Nevertheless, if some hypothetical person had come to me several years ago and asked “Is it worth it to engage in fraud to send billions of dollars to effective causes?”, I would have said unequivocally no.
At this stage, it is quite unclear just from public information exactly what happened to FTX, and I don't want to accuse anyone of anything that they didn't do. However, I think it is starting to look increasingly likely that, even if FTX's handling of its customer's money was not technically legally fraudulent, it seems likely to have been fraudulent in spirit.
And regardless of whether FTX's business was in fact fraudulent, it is clear that many people—customers and employees—have been deeply hurt by FTX's collapse. People's life savings and careers were very rapidly wiped out. I think that compassion and support for those people is very important. In addition, I think there's another thing that we as a community have an obligation to do right now as well.
Assuming FTX's business was in fact fraudulent, I think that we—as people who unknowingly benefitted from it and whose work for the world was potentially used to whitewash it—have an obligation to condemn it in no uncertain terms. This is especially true for public figures who supported or were associated with FTX or its endeavors.
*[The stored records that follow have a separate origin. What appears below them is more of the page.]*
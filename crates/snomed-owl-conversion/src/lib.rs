//! # snomed-owl-conversion
//!
//! Exact, bidirectional conversion between SNOMED CT OWL axiom expressions
//! and the SNOMED CT relationship model: a concept connected to other
//! concepts or concrete values through typed, optionally grouped
//! relationships.
//!
//! Relationships derived from an axiom reproduce an equivalent axiom when
//! rebuilt, and vice versa. The conversion is purely structural; no
//! reasoning or terminology-wide validation is performed.
//!
//! ## Forward: axiom to relationships
//!
//! ```rust
//! use std::collections::HashSet;
//! use snomed_owl_conversion::{AxiomConverter, AxiomRepresentation};
//!
//! let converter = AxiomConverter::new(HashSet::new());
//! let representation = converter
//!     .convert_axiom_to_relationships(
//!         "SubClassOf(:100 ObjectIntersectionOf(:200 \
//!          ObjectSomeValuesFrom(:609096000 ObjectSomeValuesFrom(:300 :400))))",
//!     )
//!     .unwrap()
//!     .unwrap();
//!
//! assert_eq!(representation.named_concept(), 100);
//! // Group 0 holds the IS-A, group 1 holds the role-grouped attribute.
//! assert_eq!(representation.relationships().len(), 2);
//! ```
//!
//! ## Reverse: relationships to axiom
//!
//! ```rust
//! use std::collections::BTreeMap;
//! use std::collections::HashSet;
//! use snomed_owl_conversion::{
//!     AxiomConverter, AxiomRepresentation, Relationship,
//! };
//!
//! let converter = AxiomConverter::new(HashSet::new());
//! let mut relationships = BTreeMap::new();
//! relationships.insert(0, vec![Relationship::new(0, 116680003, 200)]);
//!
//! let axiom = converter
//!     .convert_relationships_to_axiom(&AxiomRepresentation::Normal {
//!         named_concept: 100,
//!         relationships,
//!         primitive: true,
//!     })
//!     .unwrap();
//! assert_eq!(axiom, "SubClassOf(:100 :200)");
//! ```
//!
//! Axiom types with no relationship rendition (transitivity, reflexivity,
//! property chains) decompose to `None` and can instead be classified with
//! [`AxiomConverter::as_object_property_axiom`].

#![warn(missing_docs)]
#![warn(rustdoc::missing_crate_level_docs)]

mod builder;
pub mod constants;
mod converter;
mod error;
mod normalize;
mod relationship;
mod representation;
pub mod resolver;

pub use builder::AxiomBuilder;
pub use converter::{AxiomConverter, AxiomConverterBuilder, GroupOffset};
pub use error::{ConversionError, ConversionResult};
pub use relationship::{
    ConcreteValue, ConcreteValueKind, Destination, Relationship, RelationshipGroups,
};
pub use representation::{AxiomRepresentation, ObjectPropertyAxiomRepresentation};

pub use snomed_owl::SctId;
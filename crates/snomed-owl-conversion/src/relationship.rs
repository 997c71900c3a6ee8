//! The relationship model: typed, optionally grouped connections from a
//! concept to other concepts or concrete values.

use std::collections::BTreeMap;

use snomed_owl::SctId;

use crate::constants;

/// Relationship groups keyed by group number.
///
/// Group 0 is the reserved ungrouped bucket; every other number denotes a
/// role group whose members co-occur. Insertion order within a group is
/// preserved.
pub type RelationshipGroups = BTreeMap<u32, Vec<Relationship>>;

/// The kind of a concrete value literal.
#[derive(Debug, Clone, Copy, PartialEq, Eq, Hash)]
#[cfg_attr(feature = "serde", derive(serde::Serialize, serde::Deserialize))]
pub enum ConcreteValueKind {
    /// A decimal number.
    Decimal,
    /// An integer number.
    Integer,
    /// A string.
    String,
}

/// A typed literal used as a relationship destination.
#[derive(Debug, Clone, PartialEq, Eq, Hash)]
#[cfg_attr(feature = "serde", derive(serde::Serialize, serde::Deserialize))]
pub struct ConcreteValue {
    /// The value kind.
    pub kind: ConcreteValueKind,
    /// The textual value, kept exactly as given.
    pub value: String,
}

impl ConcreteValue {
    /// Creates a decimal concrete value.
    pub fn decimal(value: impl Into<String>) -> Self {
        ConcreteValue { kind: ConcreteValueKind::Decimal, value: value.into() }
    }

    /// Creates an integer concrete value.
    pub fn integer(value: impl Into<String>) -> Self {
        ConcreteValue { kind: ConcreteValueKind::Integer, value: value.into() }
    }

    /// Creates a string concrete value.
    pub fn string(value: impl Into<String>) -> Self {
        ConcreteValue { kind: ConcreteValueKind::String, value: value.into() }
    }
}

impl std::fmt::Display for ConcreteValue {
    fn fmt(&self, f: &mut std::fmt::Formatter<'_>) -> std::fmt::Result {
        match self.kind {
            ConcreteValueKind::Decimal | ConcreteValueKind::Integer => {
                write!(f, "#{}", self.value)
            }
            ConcreteValueKind::String => write!(f, "\"{}\"", self.value),
        }
    }
}

/// The destination of a relationship: a concept or a concrete value.
#[derive(Debug, Clone, PartialEq, Eq, Hash)]
#[cfg_attr(feature = "serde", derive(serde::Serialize, serde::Deserialize))]
pub enum Destination {
    /// A named concept destination.
    Concept(SctId),
    /// A concrete value destination.
    Value(ConcreteValue),
}

impl Destination {
    /// Returns the destination concept id, if the destination is a concept.
    pub fn concept_id(&self) -> Option<SctId> {
        match self {
            Destination::Concept(id) => Some(*id),
            Destination::Value(_) => None,
        }
    }

    /// Returns the concrete value, if the destination is one.
    pub fn concrete_value(&self) -> Option<&ConcreteValue> {
        match self {
            Destination::Concept(_) => None,
            Destination::Value(value) => Some(value),
        }
    }
}

impl std::fmt::Display for Destination {
    fn fmt(&self, f: &mut std::fmt::Formatter<'_>) -> std::fmt::Result {
        match self {
            Destination::Concept(id) => write!(f, "{}", id),
            Destination::Value(value) => write!(f, "{}", value),
        }
    }
}

/// A single relationship: group number, attribute type and destination.
///
/// Relationships compare and hash by full value so collections of them have
/// set semantics.
#[derive(Debug, Clone, PartialEq, Eq, Hash)]
#[cfg_attr(feature = "serde", derive(serde::Serialize, serde::Deserialize))]
pub struct Relationship {
    /// The role group number; 0 means ungrouped.
    pub group: u32,
    /// The attribute type concept id.
    pub type_id: SctId,
    /// The destination concept or concrete value.
    pub destination: Destination,
}

impl Relationship {
    /// Creates a relationship with a concept destination.
    pub fn new(group: u32, type_id: SctId, destination_id: SctId) -> Self {
        Relationship { group, type_id, destination: Destination::Concept(destination_id) }
    }

    /// Creates a relationship with a concrete value destination.
    pub fn concrete(group: u32, type_id: SctId, value: ConcreteValue) -> Self {
        Relationship { group, type_id, destination: Destination::Value(value) }
    }

    /// Returns true if this is an IS-A relationship.
    pub fn is_is_a(&self) -> bool {
        self.type_id == constants::IS_A
    }
}
//! Error types for curvmesh.
//!
//! Ingestion either produces a complete, linked mesh or one of these errors;
//! there is no partially built state. Degenerate geometry is not an error (see
//! [`crate::geometry`] for how it is clamped).

use std::path::PathBuf;
use thiserror::Error;

/// Result type alias using [`MeshError`].
pub type Result<T> = std::result::Result<T, MeshError>;

/// Errors that can occur while building or loading a mesh.
#[derive(Error, Debug)]
pub enum MeshError {
    /// The input has no faces.
    #[error("mesh has no faces")]
    EmptyMesh,

    /// A face references a vertex that was never declared.
    #[error("face {face} references invalid vertex index {vertex}")]
    InvalidVertexIndex {
        /// The face index (zero-based, in input order).
        face: usize,
        /// The offending vertex index (zero-based).
        vertex: usize,
    },

    /// A face repeats a vertex index.
    #[error("face {face} is degenerate (has duplicate vertices)")]
    DegenerateFace {
        /// The face index.
        face: usize,
    },

    /// An edge is used by more faces than a 2-manifold allows, or twice in the
    /// same direction.
    #[error("edge ({v0}, {v1}) has more than two incident faces")]
    NonManifoldEdge {
        /// First vertex of the edge.
        v0: usize,
        /// Second vertex of the edge.
        v1: usize,
    },

    /// The mesh has more elements than the chosen index type can address.
    #[error("mesh needs {count} {what}, index type holds at most {max}")]
    IndexOverflow {
        /// Which element kind overflowed.
        what: &'static str,
        /// Required count.
        count: usize,
        /// Capacity of the index type.
        max: usize,
    },

    /// File I/O error.
    #[error("I/O error: {0}")]
    Io(#[from] std::io::Error),

    /// The file could not be opened or read.
    #[error("failed to load mesh from {path}: {message}")]
    LoadError {
        /// The file path.
        path: PathBuf,
        /// Error message.
        message: String,
    },

    /// A recognised record had malformed fields.
    #[error("line {line}: {message}")]
    Parse {
        /// One-based line number.
        line: usize,
        /// What was wrong.
        message: String,
    },

    /// Unsupported file format.
    #[error("unsupported file format: {extension}")]
    UnsupportedFormat {
        /// The file extension.
        extension: String,
    },

    /// Invalid parameter value.
    #[error("invalid parameter: {name} = {value} ({reason})")]
    InvalidParameter {
        /// Parameter name.
        name: &'static str,
        /// The invalid value (as string).
        value: String,
        /// Reason the value is invalid.
        reason: &'static str,
    },
}

impl MeshError {
    /// Create an invalid parameter error.
    pub fn invalid_param<T: std::fmt::Display>(
        name: &'static str,
        value: T,
        reason: &'static str,
    ) -> Self {
        MeshError::InvalidParameter {
            name,
            value: value.to_string(),
            reason,
        }
    }

    /// Create a parse error for a one-based line number.
    pub(crate) fn parse(line: usize, message: impl Into<String>) -> Self {
        MeshError::Parse {
            line,
            message: message.into(),
        }
    }

    /// Whether this error came from reading the source rather than from its
    /// contents.
    pub fn is_io(&self) -> bool {
        matches!(self, MeshError::Io(_) | MeshError::LoadError { .. })
    }
}

#[cfg(test)]
mod tests {
    use super::*;

    #[test]
    fn test_messages() {
        let e = MeshError::InvalidVertexIndex { face: 2, vertex: 998 };
        assert_eq!(e.to_string(), "face 2 references invalid vertex index 998");

        let e = MeshError::invalid_param("extremum_threshold", -1.0, "must be non-negative");
        assert_eq!(
            e.to_string(),
            "invalid parameter: extremum_threshold = -1 (must be non-negative)"
        );
    }

    #[test]
    fn test_is_io() {
        let io = MeshError::from(std::io::Error::new(std::io::ErrorKind::NotFound, "gone"));
        assert!(io.is_io());
        assert!(!MeshError::EmptyMesh.is_io());
        assert!(!MeshError::parse(3, "bad").is_io());
    }
}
I don't want a witch hunt, I don't think anyone should start pulling out pitchforks, and so I think we should avoid a focus on any individual people here. We likely won't know for a long time exactly who was responsible for what, nor do I think it really matters—what's done is done, and what's important now is making very clear where EA stands with regards to fraudulent activity, not throwing any individual people under the bus.
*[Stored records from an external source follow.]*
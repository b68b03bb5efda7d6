//! Discrete Gaussian curvature and curvature extrema.
//!
//! Curvature is the angle defect at each vertex:
//!
//! ```text
//! K(v) = 2π - Σ θ(v, f)
//! ```
//!
//! summed over the corner angles `θ` of every face `f` around `v`. This is the
//! integrated Gaussian curvature of the vertex's neighbourhood, so it is not
//! divided by an area: a flat region gives 0, a convex cone point a positive
//! value, a saddle a negative one, and on a closed mesh the values sum to
//! `2π χ` (Gauss-Bonnet).
//!
//! # Example
//!
//! ```
//! use curvmesh::prelude::*;
//! use curvmesh::algo::curvature::{corner_angles, angle_defects};
//! use nalgebra::Point3;
//!
//! let vertices = vec![
//!     Point3::new(0.0, 0.0, 0.0),
//!     Point3::new(1.0, 0.0, 0.0),
//!     Point3::new(0.5, 1.0, 0.0),
//!     Point3::new(0.5, 0.5, 1.0),
//! ];
//! let faces = vec![[0, 2, 1], [0, 1, 3], [1, 2, 3], [2, 0, 3]];
//! let mesh: HalfEdgeMesh = build_from_triangles(&vertices, &faces).unwrap();
//!
//! let angles = corner_angles(&mesh, false);
//! let curvature = angle_defects(&mesh, &angles);
//! let total: f64 = curvature.iter().sum();
//! assert!((total - 4.0 * std::f64::consts::PI).abs() < 1e-9);
//! ```

use std::f64::consts::TAU;

use super::map_indices;
use crate::mesh::{HalfEdgeId, HalfEdgeMesh, MeshIndex, VertexId};

/// Default magnitude a vertex's curvature must exceed to count as an extremum.
pub const DEFAULT_EXTREMUM_THRESHOLD: f64 = 0.05;

/// Local curvature extremum classification of a vertex.
#[derive(Debug, Clone, Copy, PartialEq, Eq, Hash, Default)]
#[repr(i8)]
pub enum Extremum {
    /// Negative curvature not undercut by any neighbour.
    Minimum = -1,
    /// Not an extremum.
    #[default]
    None = 0,
    /// Positive curvature not exceeded by any neighbour.
    Maximum = 1,
}

impl Extremum {
    /// The classification as `-1`, `0` or `1`.
    #[inline]
    pub fn value(self) -> i8 {
        self as i8
    }

    /// Whether this is a minimum or maximum.
    #[inline]
    pub fn is_extremum(self) -> bool {
        self != Extremum::None
    }
}

/// Interior angle of every face corner, indexed by half-edge id.
///
/// The corner of half-edge `h` is the angle at `target(h)` between `h` and
/// `next(h)`, computed from the three edge lengths by the law of cosines.
/// Corners next to a zero-length edge get 0.
pub fn corner_angles<I: MeshIndex>(mesh: &HalfEdgeMesh<I>, parallel: bool) -> Vec<f64> {
    map_indices(mesh.num_halfedges(), parallel, |i| {
        mesh.corner_angle(HalfEdgeId::new(i))
    })
}

/// Angle defect at every vertex, indexed by vertex id.
///
/// `corner_angles` is indexed by half-edge id as produced by
/// [`corner_angles`].
///
/// Boundary vertices use the same formula with no boundary correction, so
/// their values carry the turning of the boundary curve (a flat boundary
/// vertex reads about `π`, not 0). Vertices with no faces read `2π`.
pub fn angle_defects<I: MeshIndex>(mesh: &HalfEdgeMesh<I>, corner_angles: &[f64]) -> Vec<f64> {
    debug_assert_eq!(corner_angles.len(), mesh.num_halfedges());

    let mut defects = vec![TAU; mesh.num_vertices()];
    for (he, &angle) in mesh.halfedge_ids().zip(corner_angles) {
        defects[mesh.target(he).index()] -= angle;
    }
    defects
}

/// Angle-defect Gaussian curvature of every vertex.
///
/// Shorthand for [`angle_defects`] over freshly computed [`corner_angles`].
pub fn gaussian_curvature<I: MeshIndex>(mesh: &HalfEdgeMesh<I>) -> Vec<f64> {
    angle_defects(mesh, &corner_angles(mesh, false))
}

/// Classify every vertex as a local curvature maximum, minimum, or neither.
///
/// A vertex is a maximum when its curvature is above `threshold` and no
/// one-ring neighbour has a larger curvature, and a minimum when its curvature
/// is below `-threshold` and no neighbour has a smaller one. Ties do not
/// disqualify, so a plateau of equal extreme values is flagged as a whole.
/// Vertices with an empty one-ring are never extrema.
pub fn classify_extrema<I: MeshIndex>(
    mesh: &HalfEdgeMesh<I>,
    curvature: &[f64],
    threshold: f64,
    parallel: bool,
) -> Vec<Extremum> {
    debug_assert_eq!(curvature.len(), mesh.num_vertices());

    map_indices(mesh.num_vertices(), parallel, |i| {
        classify_vertex(mesh, curvature, threshold, VertexId::new(i))
    })
}

fn classify_vertex<I: MeshIndex>(
    mesh: &HalfEdgeMesh<I>,
    curvature: &[f64],
    threshold: f64,
    v: VertexId<I>,
) -> Extremum {
    let k = curvature[v.index()];
    if mesh.vertex(v).halfedge.is_none() || k.abs() <= threshold {
        return Extremum::None;
    }

    let mut ring = mesh.vertex_neighbors(v).map(|n| curvature[n.index()]);
    if k > 0.0 {
        if ring.all(|kn| kn <= k) {
            return Extremum::Maximum;
        }
    } else if ring.all(|kn| kn >= k) {
        return Extremum::Minimum;
    }
    Extremum::None
}
impl<I: MeshIndex> MeshAttributes<I> {
    /// Compute all attributes of `mesh`.
    ///
    /// Fails only on invalid options or a mesh without vertices.
    pub fn compute(mesh: &HalfEdgeMesh<I>, options: &AttributeOptions) -> Result<Self> {
        options.validate()?;
        let parallel = options.parallel;

        let bounding_box = mesh.bounding_box().ok_or(MeshError::EmptyMesh)?;

        let face_normals = face_normals(mesh, parallel);
        let degenerate_faces = mesh
            .face_ids()
            .filter(|&f| mesh.face_cross(f).norm() <= DEGENERATE_EPSILON)
            .count();
        if degenerate_faces > 0 {
            warn!(
                degenerate_faces,
                "zero-area faces given zero normals and zero corner angles"
            );
        }

        let corner_angles = corner_angles(mesh, parallel);
        let vertex_normals = vertex_normals(mesh, &face_normals, &corner_angles, parallel);
        let curvature = angle_defects(mesh, &corner_angles);
        let extrema = classify_extrema(mesh, &curvature, options.extremum_threshold, parallel);
        let boundary_loops = boundary_loops(mesh);

        let attributes = Self {
            bounding_box,
            face_normals,
            corner_angles,
            vertex_normals,
            curvature,
            extrema,
            boundary_loops,
            degenerate_faces,
        };

        let stats = attributes.curvature_stats();
        info!(
            vertices = mesh.num_vertices(),
            faces = mesh.num_faces(),
            maxima = stats.maxima,
            minima = stats.minima,
            loops = attributes.boundary_loops.len(),
            "computed mesh attributes"
        );

        Ok(attributes)
    }

    /// Axis-aligned bounds of all vertex positions.
    pub fn bounding_box(&self) -> &BoundingBox {
        &self.bounding_box
    }

    /// Unit face normals, indexed by face id.
    pub fn face_normals(&self) -> &[Vector3<f64>] {
        &self.face_normals
    }

    /// Corner angles, indexed by half-edge id (angle at the half-edge's target).
    pub fn corner_angles(&self) -> &[f64] {
        &self.corner_angles
    }

    /// Angle-weighted unit vertex normals, indexed by vertex id.
    pub fn vertex_normals(&self) -> &[Vector3<f64>] {
        &self.vertex_normals
    }

    /// Angle-defect Gaussian curvature, indexed by vertex id.
    pub fn curvature(&self) -> &[f64] {
        &self.curvature
    }

    /// Extremum classification, indexed by vertex id.
    pub fn extrema(&self) -> &[Extremum] {
        &self.extrema
    }

    /// Boundary loops; empty for a closed mesh.
    pub fn boundary_loops(&self) -> &[BoundaryLoop<I>] {
        &self.boundary_loops
    }

    /// Number of faces with (near) zero area.
    pub fn degenerate_faces(&self) -> usize {
        self.degenerate_faces
    }

    /// Summary of the curvature and extrema arrays.
    pub fn curvature_stats(&self) -> CurvatureStats {
        let n = self.curvature.len().max(1) as f64;
        let (min, max, total) = self.curvature.iter().fold(
            (f64::INFINITY, f64::NEG_INFINITY, 0.0),
            |(min, max, total), &k| (min.min(k), max.max(k), total + k),
        );
        CurvatureStats {
            min,
            max,
            mean: total / n,
            total,
            maxima: self.extrema.iter().filter(|&&e| e == Extremum::Maximum).count(),
            minima: self.extrema.iter().filter(|&&e| e == Extremum::Minimum).count(),
        }
    }
}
Right now, I think the best course of action is for us—and I mean all of us, anyone who has any sort of a public platform—to make clear that we don't support fraud done in the service of effective altruism. Regardless of what FTX did or did not do, I think that is a statement that should be clearly and unambiguously defensible and that we should be happy to stand by regardless of what comes out. And I think it is an important statement for us to make: outside observers will be looking to see what EA has to say about all of this, and I think we need to be very clear that fraud is not something that we ever support.
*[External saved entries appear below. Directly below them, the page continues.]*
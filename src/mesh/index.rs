//! Index types for mesh elements.
//!
//! Every mesh entity lives in a dense, zero-based array owned by the mesh, and
//! every relation between entities is one of these ids. The ids are generic
//! over the underlying integer so small meshes can use `u16` and very large
//! ones `u64`; the default everywhere is `u32`.
//!
//! Nullable relations (a boundary half-edge's opposite, an isolated vertex's
//! representative half-edge) are expressed as `Option<Id>` rather than a
//! sentinel value.

use std::fmt::{self, Debug};
use std::hash::Hash;

/// Trait for integer types that can back a mesh index.
pub trait MeshIndex:
    Copy + Clone + Eq + PartialEq + Ord + PartialOrd + Hash + Debug + Send + Sync + 'static
{
    /// The largest element count representable by this index type.
    const MAX: usize;

    /// Convert from `usize`.
    ///
    /// Callers check [`MeshIndex::MAX`] before building a mesh; the conversion
    /// itself only debug-asserts.
    fn from_usize(v: usize) -> Self;

    /// Convert to `usize`.
    fn to_usize(self) -> usize;
}

macro_rules! impl_mesh_index {
    ($($ty:ty),*) => {
        $(
            impl MeshIndex for $ty {
                const MAX: usize = <$ty>::MAX as usize;

                #[inline]
                fn from_usize(v: usize) -> Self {
                    debug_assert!(
                        v <= <Self as MeshIndex>::MAX,
                        "index {} too large for {}",
                        v,
                        stringify!($ty)
                    );
                    v as $ty
                }

                #[inline]
                fn to_usize(self) -> usize {
                    self as usize
                }
            }
        )*
    };
}

impl_mesh_index!(u16, u32, u64);

/// A type-safe vertex index.
#[derive(Copy, Clone, Eq, PartialEq, Ord, PartialOrd, Hash)]
#[repr(transparent)]
pub struct VertexId<I: MeshIndex = u32>(I);

/// A type-safe undirected edge index.
#[derive(Copy, Clone, Eq, PartialEq, Ord, PartialOrd, Hash)]
#[repr(transparent)]
pub struct EdgeId<I: MeshIndex = u32>(I);

/// A type-safe half-edge index.
#[derive(Copy, Clone, Eq, PartialEq, Ord, PartialOrd, Hash)]
#[repr(transparent)]
pub struct HalfEdgeId<I: MeshIndex = u32>(I);

/// A type-safe face index.
#[derive(Copy, Clone, Eq, PartialEq, Ord, PartialOrd, Hash)]
#[repr(transparent)]
pub struct FaceId<I: MeshIndex = u32>(I);

macro_rules! impl_index_type {
    ($name:ident, $display:literal) => {
        impl<I: MeshIndex> $name<I> {
            /// Create an id from a raw array position.
            #[inline]
            pub fn new(index: usize) -> Self {
                Self(I::from_usize(index))
            }

            /// Position of the element in its mesh array.
            #[inline]
            pub fn index(self) -> usize {
                self.0.to_usize()
            }

            /// The raw integer.
            #[inline]
            pub fn raw(self) -> I {
                self.0
            }
        }

        impl<I: MeshIndex> Debug for $name<I> {
            fn fmt(&self, f: &mut fmt::Formatter<'_>) -> fmt::Result {
                write!(f, "{}({})", $display, self.index())
            }
        }

        impl<I: MeshIndex> From<usize> for $name<I> {
            fn from(v: usize) -> Self {
                Self::new(v)
            }
        }
    };
}

impl_index_type!(VertexId, "V");
impl_index_type!(EdgeId, "E");
impl_index_type!(HalfEdgeId, "HE");
impl_index_type!(FaceId, "F");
In that spirit, I think it's worth us carefully confronting the moral question here: is fraud in the service of raising money for effective causes wrong? This is a thorny moral question that is worth nuanced discussion, and I don't claim to have all the answers.
Nevertheless, I think fraud in the service of effective altruism is basically unacceptable—and that's as someone who is about as hardcore of a total utilitarian as it is possible to be.
When we, as humans, consider whether or not it makes sense to break the rules for our own benefit, we are running on corrupted hardware: we are very good at justifying to ourselves that seizing money and power for own benefit is really for the good of everyone. If I found myself in a situation where it seemed to me like seizing power for myself was net good, I would worry that in fact I was fooling myself—and even if I was pretty sure I wasn't fooling myself, I would still worry that I was falling prey to the unilateralist's curse if it wasn't very clearly a good idea to others as well.
Additionally, if you're familiar with decision theory, you'll know that credibly pre-committing to follow certain principles—such as never engaging in fraud—is extremely advantageous, as it makes clear to other agents that you are a trustworthy actor who can be relied upon. In my opinion, I think such strategies of credible pre-commitments are extremely important for cooperation and coordination.
Furthermore, I will point out, if FTX did engage in fraud here, it was clearly in fact not a good idea in this case: I think the lasting consequences to EA—and the damage caused by FTX to all of their customers and employees—will likely outweigh the altruistic funding already provided by FTX to effective causes.